MCerqua

Posted on Mar 17

OpenVoiceUI -AI-Voice Agent App Generates Live Canvas Pages Using OpenClaw

#ai #opensource #tutorial #agents

If you've been following OpenClaw — the open-source AI gateway that routes to any LLM provider — you've probably wondered: what can I actually build on top of it?

OpenVoiceUI is the first voice UI built on OpenClaw. It gives OpenClaw a face, a voice, and a visual workspace. Talk to any LLM through your browser, hear responses spoken back, and watch the AI build live web pages during the conversation.

This tutorial gets you from zero to a running voice assistant in about 5 minutes.

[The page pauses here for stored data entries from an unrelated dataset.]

use clap::Subcommand;
use serde_json::json;
use uuid::Uuid;

use crate::cli::utils::*;
use crate::cli::OutputFormat;
use crate::database::models::{Comment, Note, Tag};
use crate::services::{NewNote, NoteService, NoteUpdate};

#[derive(Subcommand)]
pub enum NoteCommands {
    #[command(about = "Create a note owned by a user")]
    Create {
        #[arg(long, help = "Owner uu_id")]
        user: Uuid,
        #[arg(long)]
        title: String,
        #[arg(long, default_value = "")]
        content: String,
    },

    #[command(about = "List a user's live notes")]
    List {
        #[arg(long, help = "Owner uu_id")]
        user: Uuid,
        #[command(flatten)]
        list: ListArgs,
    },

    #[command(about = "Show a note with its tags and comments")]
    Show {
        #[arg(help = "Note uu_id")]
        uu_id: Uuid,
    },

    #[command(about = "Change title and/or content")]
    Update {
        #[arg(help = "Note uu_id")]
        uu_id: Uuid,
        #[arg(long)]
        title: Option<String>,
        #[arg(long)]
        content: Option<String>,
    },

    #[command(about = "Soft-delete a note")]
    Delete {
        #[arg(help = "Note uu_id")]
        uu_id: Uuid,
    },

    #[command(about = "Tag a note")]
    Tag {
        #[arg(help = "Note uu_id")]
        uu_id: Uuid,
        #[arg(help = "Tag name")]
        name: String,
        #[arg(long, help = "Tagging user uu_id")]
        user: Uuid,
    },

    #[command(about = "Comment on a note")]
    Comment {
        #[arg(help = "Note uu_id")]
        uu_id: Uuid,
        #[arg(help = "Comment text")]
        content: String,
        #[arg(long, help = "Commenting user uu_id")]
        user: Uuid,
    },
}

pub async fn handle(cmd: NoteCommands, output_format: OutputFormat) -> anyhow::Result<()> {
    let service = NoteService::from_env().await?;

    match cmd {
        NoteCommands::Create { user, title, content } => {
            let note = service.create(user, NewNote { title, content }).await?;
            output_success(
                &output_format,
                &format!("Note {} created", note.meta.uu_id),
                Some(json!({ "note": note })),
            )
        }
        NoteCommands::List { user, list } => {
            let page = service.list_for_user(user, list.into_list_options()?).await?;
            output_page(
                &output_format,
                &format!("{:<38} {:<20} {}", "UU_ID", "UPDATED", "TITLE"),
                &page,
                |n: &Note| {
                    format!(
                        "{:<38} {:<20} {}",
                        n.meta.uu_id,
                        n.meta.updated_at.format("%Y-%m-%d %H:%M"),
                        n.title
                    )
                },
            )
        }
        NoteCommands::Show { uu_id } => {
            let note = service.get(uu_id).await?;
            let tags = service.tags(uu_id).await?;
            let comments = service.comments(uu_id).await?;
            match output_format {
                OutputFormat::Json => {
                    println!(
                        "{}",
                        serde_json::to_string_pretty(&json!({
                            "note": note,
                            "tags": tags,
                            "comments": comments,
                        }))?
                    );
                }
                OutputFormat::Text => {
                    println!("{}", note.title);
                    println!("{}", "=".repeat(note.title.chars().count().max(8)));
                    println!("{}\n", note.content);
                    let names: Vec<&str> = tags.iter().map(|t: &Tag| t.name.as_str()).collect();
                    println!("Tags: {}", if names.is_empty() { "-".to_string() } else { names.join(", ") });
                    output_list(&output_format, "comments", &comments, |c: &Comment| {
                        format!("[{}] {}", c.meta.created_at.format("%Y-%m-%d %H:%M"), c.content)
                    })?;
                }
            }
            Ok(())
        }
        NoteCommands::Update { uu_id, title, content } => {
            let note = service.update(uu_id, NoteUpdate { title, content }).await?;
            output_success(&output_format, &format!("Note {} updated", uu_id), Some(json!({ "note": note })))
        }
        NoteCommands::Delete { uu_id } => {
            service.delete(uu_id).await?;
            output_success(&output_format, &format!("Note {} deleted", uu_id), None)
        }
        NoteCommands::Tag { uu_id, name, user } => {
            let outcome = service.add_tag(uu_id, user, &name).await?;
            let message = if outcome.created {
                format!("Tagged note {} with '{}'", uu_id, outcome.record.name)
            } else {
                format!("Note {} already tagged '{}'", uu_id, outcome.record.name)
            };
            output_success(
                &output_format,
                &message,
                Some(json!({ "created": outcome.created, "tag": outcome.record })),
            )
        }
        NoteCommands::Comment { uu_id, content, user } => {
            let comment = service.add_comment(uu_id, user, &content).await?;
            output_success(
                &output_format,
                &format!("Comment {} added", comment.meta.uu_id),
                Some(json!({ "comment": comment })),
            )
        }
    }
}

What is OpenClaw + OpenVoiceUI?

OpenClaw is the gateway layer. It handles:

Routing to any LLM provider (Anthropic, OpenAI, Groq, Z.AI, local models)
Session management and context windowing
Tool use and agent orchestration
Auth profile management (swap API keys, add providers on the fly)

OpenVoiceUI is the interface layer built on top of OpenClaw. It adds:

Voice I/O — browser-based speech-to-text and text-to-speech
Live web canvas — the AI generates full HTML pages during conversation (dashboards, reports, tools)
Desktop OS interface — windows, folders, right-click menus, wallpaper
AI music generation via Suno integration
AI image generation with FLUX.1 and Stable Diffusion 3.5
Voice cloning via Qwen3-TTS
Agent profiles — multiple AI personas, hot-swappable
Built-in music player with crossfade and AI ducking

Together: OpenClaw handles the intelligence, OpenVoiceUI handles everything the user sees and hears.

Prerequisites

Docker and Docker Compose
Node.js 18+
At least one LLM API key (Groq has a free tier — easiest way to start)

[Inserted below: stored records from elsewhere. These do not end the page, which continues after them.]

use serde_json::json;

use crate::cli::utils::output_success;
use crate::cli::OutputFormat;
use crate::database::DatabaseManager;
use crate::error::AppError;

/// Ping the database with the configured connection settings
pub async fn handle(output_format: OutputFormat) -> anyhow::Result<()> {
    let config = crate::config::config();
    DatabaseManager::health_check().await.map_err(AppError::from)?;
    output_success(
        &output_format,
        "Database is reachable",
        Some(json!({
            "environment": format!("{:?}", config.environment).to_lowercase(),
            // Connection details stay out of production output
            "database": if crate::is_production!() { None } else { Some(&config.database.name) },
        })),
    )
}
//! INSERT/UPDATE/DELETE rendering for mapped tables.

use serde_json::{Map, Value};
use uuid::Uuid;

use crate::database::entity::Table;
use crate::filter::{FilterError, FilterOp, FilterWhere, FilterWhereInfo, FilterWhereOptions, SqlResult};

pub struct Statement;

impl Statement {
    /// Reject keys that are not columns of `table` or that callers may not set
    pub fn validate_writable(table: Table, values: &Map<String, Value>) -> Result<(), FilterError> {
        for key in values.keys() {
            match table.column(key) {
                None => {
                    return Err(FilterError::InvalidColumn(format!(
                        "{} has no column '{}'",
                        table.name, key
                    )))
                }
                Some(column) if !column.writable => {
                    return Err(FilterError::InvalidColumn(format!(
                        "{}.{} is managed by the system",
                        table.name, key
                    )))
                }
                Some(_) => {}
            }
        }
        Ok(())
    }

    pub fn insert(table: Table, values: &Map<String, Value>) -> Result<SqlResult, FilterError> {
        if values.is_empty() {
            return Ok(SqlResult {
                query: format!("INSERT INTO \"{}\" DEFAULT VALUES RETURNING *", table.name),
                params: vec![],
            });
        }

        let mut columns = Vec::with_capacity(values.len());
        let mut placeholders = Vec::with_capacity(values.len());
        let mut params = Vec::with_capacity(values.len());
        for (i, (key, value)) in values.iter().enumerate() {
            let column = Self::column(table, key)?;
            columns.push(format!("\"{}\"", column.name));
            placeholders.push(format!("${}::{}", i + 1, column.sql_type.as_str()));
            params.push(value.clone());
        }

        Ok(SqlResult {
            query: format!(
                "INSERT INTO \"{}\" ({}) VALUES ({}) RETURNING *",
                table.name,
                columns.join(", "),
                placeholders.join(", ")
            ),
            params,
        })
    }

    /// Update one record by `uu_id`, restricted to what `options` can see.
    /// `updated_at` is always refreshed.
    pub fn update(
        table: Table,
        uu_id: Uuid,
        values: &Map<String, Value>,
        options: &FilterWhereOptions,
    ) -> Result<SqlResult, FilterError> {
        let mut set_clauses = Vec::with_capacity(values.len() + 1);
        let mut params = Vec::with_capacity(values.len());
        for (i, (key, value)) in values.iter().enumerate() {
            let column = Self::column(table, key)?;
            set_clauses.push(format!("\"{}\" = ${}::{}", column.name, i + 1, column.sql_type.as_str()));
            params.push(value.clone());
        }
        set_clauses.push("\"updated_at\" = now()".to_string());

        let (where_clause, where_params) = FilterWhere::generate(table, &[Self::by_uu_id(uu_id)], params.len(), options)?;
        params.extend(where_params);

        Ok(SqlResult {
            query: format!(
                "UPDATE \"{}\" SET {} WHERE {} RETURNING *",
                table.name,
                set_clauses.join(", "),
                where_clause
            ),
            params,
        })
    }

    pub fn delete(table: Table, uu_id: Uuid) -> Result<SqlResult, FilterError> {
        let (where_clause, params) =
            FilterWhere::generate(table, &[Self::by_uu_id(uu_id)], 0, &FilterWhereOptions::system())?;
        Ok(SqlResult {
            query: format!("DELETE FROM \"{}\" WHERE {}", table.name, where_clause),
            params,
        })
    }

    fn by_uu_id(uu_id: Uuid) -> FilterWhereInfo {
        FilterWhereInfo {
            column: "uu_id".to_string(),
            operator: FilterOp::Eq,
            data: Value::String(uu_id.to_string()),
        }
    }

    fn column(table: Table, key: &str) -> Result<&'static crate::database::entity::Column, FilterError> {
        table
            .column(key)
            .ok_or_else(|| FilterError::InvalidColumn(format!("{} has no column '{}'", table.name, key)))
    }
}
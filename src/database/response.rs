use serde::Serialize;
use sqlx::PgPool;

use crate::database::entity::Entity;
use crate::database::manager::DatabaseError;
use crate::database::query_builder::QueryBuilder;
use crate::filter::{Filter, Scope};

/// Rows of a list response, or the first row of a single response
#[derive(Debug, Clone, Serialize)]
#[serde(untagged)]
pub enum ResponseData<T> {
    List(Vec<T>),
    Single(Option<T>),
}

impl<T> ResponseData<T> {
    pub fn into_vec(self) -> Vec<T> {
        match self {
            ResponseData::List(rows) => rows,
            ResponseData::Single(row) => row.into_iter().collect(),
        }
    }
}

#[derive(Debug, Clone, Serialize)]
pub struct ResponseInfo {
    pub table: &'static str,
    pub system: bool,
    pub is_list: bool,
    pub count: i64,
}

/// A prepared query. Nothing runs until one of the async accessors is awaited.
pub struct PostgresResponse<T> {
    pool: PgPool,
    filter: Filter,
    is_list: bool,
    builder: QueryBuilder<T>,
}

impl<T: Entity> PostgresResponse<T> {
    pub fn new(pool: PgPool, filter: Filter, is_list: bool) -> Self {
        Self {
            pool,
            builder: QueryBuilder::new(filter.clone()),
            filter,
            is_list,
        }
    }

    pub fn filter(&self) -> &Filter {
        &self.filter
    }

    pub fn pool(&self) -> &PgPool {
        &self.pool
    }

    pub fn is_list(&self) -> bool {
        self.is_list
    }

    pub async fn all(&self) -> Result<Vec<T>, DatabaseError> {
        self.builder.select_all(&self.pool).await
    }

    pub async fn first(&self) -> Result<Option<T>, DatabaseError> {
        self.builder.select_optional(&self.pool).await
    }

    pub async fn data(&self) -> Result<ResponseData<T>, DatabaseError> {
        if self.is_list {
            Ok(ResponseData::List(self.all().await?))
        } else {
            Ok(ResponseData::Single(self.first().await?))
        }
    }

    /// Rows matching the caller's conditions; at most 1 for single responses
    pub async fn count(&self) -> Result<i64, DatabaseError> {
        let count = self.builder.count(&self.pool).await?;
        Ok(if self.is_list { count } else { count.min(1) })
    }

    /// Rows visible in the same scope, ignoring the caller's conditions
    pub async fn total_count(&self) -> Result<i64, DatabaseError> {
        QueryBuilder::<T>::new(self.filter.unfiltered())
            .count(&self.pool)
            .await
    }

    pub async fn as_info(&self) -> Result<ResponseInfo, DatabaseError> {
        Ok(ResponseInfo {
            table: T::TABLE,
            system: self.filter.current_scope() == Scope::System,
            is_list: self.is_list,
            count: self.count().await?,
        })
    }
}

That's it. No Python setup, no manual dependency management — Docker handles the stack.

Installation

One command:

npx openvoiceui setup

The setup wizard walks you through:

Enter your API keys (Groq is required for TTS, then pick your LLM provider)
It generates your .env, openclaw.json, and auth profiles
Builds the Docker images

Then start everything:

npx openvoiceui start

Open http://localhost:5001 in Chrome or Edge. That's your voice assistant.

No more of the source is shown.